Work task — Each line holding the word "async" must appear in the answer, copied from the entries.

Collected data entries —
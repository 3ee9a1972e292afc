//! Refresh-session repository.

use sqlx::PgPool;
use uuid::Uuid;

use crate::domain::Session;
use crate::error::ApiError;

/// PostgreSQL-backed refresh-session repository.
#[derive(Debug, Clone)]
pub struct SessionRepo {
    pool: PgPool,
}

impl SessionRepo {
    /// Creates a repository over the given pool.
    #[must_use]
    pub fn new(pool: PgPool) -> Self {
        Self { pool }
    }

    /// Replaces the session for a device: any previous session with the
    /// same fingerprint is dropped, then the new one is stored. Keeps
    /// the one-live-session-per-device invariant without relying on a
    /// unique index over fingerprints.
    ///
    /// # Errors
    ///
    /// Returns [`ApiError::Database`] on database failure.
    pub async fn replace_for_fingerprint(
        &self,
        user_id: Uuid,
        refresh_token: &str,
        fingerprint: &str,
    ) -> Result<Session, ApiError> {
        let mut tx = self.pool.begin().await?;
        sqlx::query("DELETE FROM sessions WHERE fingerprint = $1")
            .bind(fingerprint)
            .execute(&mut *tx)
            .await?;
        let row = sqlx::query_as::<_, Session>(
            "INSERT INTO sessions (user_id, refresh_token, fingerprint) \
             VALUES ($1, $2, $3) RETURNING *",
        )
        .bind(user_id)
        .bind(refresh_token)
        .bind(fingerprint)
        .fetch_one(&mut *tx)
        .await?;
        tx.commit().await?;
        Ok(row)
    }

    /// Looks up the session holding the given refresh token.
    ///
    /// # Errors
    ///
    /// Returns [`ApiError::Database`] on database failure.
    pub async fn find_by_token(&self, refresh_token: &str) -> Result<Option<Session>, ApiError> {
        let row = sqlx::query_as::<_, Session>("SELECT * FROM sessions WHERE refresh_token = $1")
            .bind(refresh_token)
            .fetch_optional(&self.pool)
            .await?;
        Ok(row)
    }

    /// Drops the session holding the given refresh token, if any.
    ///
    /// # Errors
    ///
    /// Returns [`ApiError::Database`] on database failure.
    pub async fn delete_by_token(&self, refresh_token: &str) -> Result<(), ApiError> {
        sqlx::query("DELETE FROM sessions WHERE refresh_token = $1")
            .bind(refresh_token)
            .execute(&self.pool)
            .await?;
        Ok(())
    }
}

Solution below —
    pub async fn replace_for_fingerprint(
    pub async fn find_by_token(&self, refresh_token: &str) -> Result<Option<Session>, ApiError> {
    pub async fn delete_by_token(&self, refresh_token: &str) -> Result<(), ApiError> {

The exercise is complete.